#### EXERCISE AIM:
Scan the lines below; pull out those with "OpenAiClient".

#### RECORDS SHOWN:

════════════════════

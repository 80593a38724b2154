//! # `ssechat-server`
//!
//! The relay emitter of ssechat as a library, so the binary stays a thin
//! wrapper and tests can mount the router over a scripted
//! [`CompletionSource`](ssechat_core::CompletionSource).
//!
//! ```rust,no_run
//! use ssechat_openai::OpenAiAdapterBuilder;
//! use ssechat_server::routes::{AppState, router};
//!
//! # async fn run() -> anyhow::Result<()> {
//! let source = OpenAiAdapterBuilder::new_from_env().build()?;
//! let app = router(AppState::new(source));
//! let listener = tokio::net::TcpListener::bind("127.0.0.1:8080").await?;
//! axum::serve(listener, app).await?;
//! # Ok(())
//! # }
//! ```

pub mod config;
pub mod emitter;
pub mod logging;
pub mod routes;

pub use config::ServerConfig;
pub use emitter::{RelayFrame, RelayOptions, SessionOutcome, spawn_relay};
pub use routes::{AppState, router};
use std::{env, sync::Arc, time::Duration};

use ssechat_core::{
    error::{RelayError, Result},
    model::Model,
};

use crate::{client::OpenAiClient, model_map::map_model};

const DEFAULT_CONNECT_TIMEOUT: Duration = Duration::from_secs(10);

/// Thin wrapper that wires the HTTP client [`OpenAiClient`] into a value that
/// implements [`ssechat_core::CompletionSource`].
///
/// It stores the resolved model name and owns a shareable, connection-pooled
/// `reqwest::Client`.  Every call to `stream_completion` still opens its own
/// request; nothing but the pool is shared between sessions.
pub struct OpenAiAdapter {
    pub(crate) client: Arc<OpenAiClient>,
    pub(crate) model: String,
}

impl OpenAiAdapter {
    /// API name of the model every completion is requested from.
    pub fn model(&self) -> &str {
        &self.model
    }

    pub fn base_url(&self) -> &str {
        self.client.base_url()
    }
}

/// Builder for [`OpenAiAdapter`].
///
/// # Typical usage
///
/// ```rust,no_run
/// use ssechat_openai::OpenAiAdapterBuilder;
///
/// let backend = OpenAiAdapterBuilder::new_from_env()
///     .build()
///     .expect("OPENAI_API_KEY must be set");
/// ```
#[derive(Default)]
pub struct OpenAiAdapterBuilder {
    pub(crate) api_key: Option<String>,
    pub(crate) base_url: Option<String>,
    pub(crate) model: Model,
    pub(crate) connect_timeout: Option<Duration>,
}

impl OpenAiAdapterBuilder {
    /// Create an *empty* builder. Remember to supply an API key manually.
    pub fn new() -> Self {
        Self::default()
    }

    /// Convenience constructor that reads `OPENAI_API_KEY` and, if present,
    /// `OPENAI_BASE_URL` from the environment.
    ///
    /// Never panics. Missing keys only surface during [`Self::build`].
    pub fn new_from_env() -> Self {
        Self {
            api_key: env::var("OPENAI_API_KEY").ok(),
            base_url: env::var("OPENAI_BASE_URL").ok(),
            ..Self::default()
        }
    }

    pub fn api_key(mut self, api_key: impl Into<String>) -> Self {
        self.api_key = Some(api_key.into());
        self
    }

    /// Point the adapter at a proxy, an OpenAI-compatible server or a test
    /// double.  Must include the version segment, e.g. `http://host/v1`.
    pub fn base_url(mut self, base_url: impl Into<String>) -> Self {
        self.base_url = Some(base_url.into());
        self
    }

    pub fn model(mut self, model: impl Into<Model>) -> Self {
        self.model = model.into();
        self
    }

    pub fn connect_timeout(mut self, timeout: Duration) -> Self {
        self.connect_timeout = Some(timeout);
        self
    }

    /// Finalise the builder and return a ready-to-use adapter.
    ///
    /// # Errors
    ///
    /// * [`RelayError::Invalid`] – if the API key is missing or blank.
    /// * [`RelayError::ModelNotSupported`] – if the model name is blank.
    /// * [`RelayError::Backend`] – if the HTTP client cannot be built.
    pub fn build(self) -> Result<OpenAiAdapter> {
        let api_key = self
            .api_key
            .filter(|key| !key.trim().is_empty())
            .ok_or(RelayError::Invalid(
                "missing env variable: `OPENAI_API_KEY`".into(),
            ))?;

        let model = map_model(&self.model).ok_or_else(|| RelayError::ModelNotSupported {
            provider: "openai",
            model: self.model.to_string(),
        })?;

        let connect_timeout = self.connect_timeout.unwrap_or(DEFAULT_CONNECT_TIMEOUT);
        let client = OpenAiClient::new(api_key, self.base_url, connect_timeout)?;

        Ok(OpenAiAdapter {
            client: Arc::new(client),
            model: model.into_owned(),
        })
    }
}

════════════════════

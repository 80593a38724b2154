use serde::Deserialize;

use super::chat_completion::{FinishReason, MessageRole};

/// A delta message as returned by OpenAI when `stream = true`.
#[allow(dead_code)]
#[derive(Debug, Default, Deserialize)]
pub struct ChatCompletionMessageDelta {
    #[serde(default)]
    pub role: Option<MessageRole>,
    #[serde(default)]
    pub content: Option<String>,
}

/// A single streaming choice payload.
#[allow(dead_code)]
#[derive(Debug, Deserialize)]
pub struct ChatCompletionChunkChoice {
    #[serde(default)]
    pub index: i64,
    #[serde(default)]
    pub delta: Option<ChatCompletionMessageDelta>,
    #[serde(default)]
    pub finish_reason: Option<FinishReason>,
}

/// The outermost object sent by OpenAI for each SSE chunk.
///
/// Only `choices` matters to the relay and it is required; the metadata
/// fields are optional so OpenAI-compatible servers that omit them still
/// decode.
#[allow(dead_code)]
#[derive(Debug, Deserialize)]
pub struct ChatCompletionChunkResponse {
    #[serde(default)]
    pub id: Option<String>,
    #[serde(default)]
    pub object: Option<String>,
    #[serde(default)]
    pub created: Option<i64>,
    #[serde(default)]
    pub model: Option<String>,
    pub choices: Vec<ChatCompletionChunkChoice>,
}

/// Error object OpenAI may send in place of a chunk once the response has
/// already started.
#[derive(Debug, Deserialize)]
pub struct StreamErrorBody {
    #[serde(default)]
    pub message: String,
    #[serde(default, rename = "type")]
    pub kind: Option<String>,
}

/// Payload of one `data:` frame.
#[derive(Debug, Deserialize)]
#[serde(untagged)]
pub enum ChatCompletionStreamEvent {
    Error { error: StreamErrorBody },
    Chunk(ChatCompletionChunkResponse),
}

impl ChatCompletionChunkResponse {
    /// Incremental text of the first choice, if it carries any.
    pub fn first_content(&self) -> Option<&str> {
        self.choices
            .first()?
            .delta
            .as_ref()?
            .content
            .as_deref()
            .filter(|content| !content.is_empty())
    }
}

════════════════════

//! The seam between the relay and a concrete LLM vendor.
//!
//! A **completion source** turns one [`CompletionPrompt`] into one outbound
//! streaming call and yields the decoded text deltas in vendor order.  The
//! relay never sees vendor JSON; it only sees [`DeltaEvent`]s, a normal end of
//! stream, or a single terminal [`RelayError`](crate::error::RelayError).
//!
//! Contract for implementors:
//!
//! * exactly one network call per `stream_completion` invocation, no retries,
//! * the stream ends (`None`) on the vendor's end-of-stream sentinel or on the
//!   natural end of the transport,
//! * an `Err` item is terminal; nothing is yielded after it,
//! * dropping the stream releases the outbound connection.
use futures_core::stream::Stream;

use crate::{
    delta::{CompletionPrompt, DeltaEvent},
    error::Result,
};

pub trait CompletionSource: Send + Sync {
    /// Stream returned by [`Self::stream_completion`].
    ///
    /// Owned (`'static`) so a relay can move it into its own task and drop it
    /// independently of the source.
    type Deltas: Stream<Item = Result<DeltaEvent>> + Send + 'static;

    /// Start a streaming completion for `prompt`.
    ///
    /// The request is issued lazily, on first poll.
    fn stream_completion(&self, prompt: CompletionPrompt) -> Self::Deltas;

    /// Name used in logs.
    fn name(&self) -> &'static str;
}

════════════════════

#### ANSWER SPACE:
use crate::{client::OpenAiClient, model_map::map_model};
/// Thin wrapper that wires the HTTP client [`OpenAiClient`] into a value that
    pub(crate) client: Arc<OpenAiClient>,
        let client = OpenAiClient::new(api_key, self.base_url, connect_timeout)?;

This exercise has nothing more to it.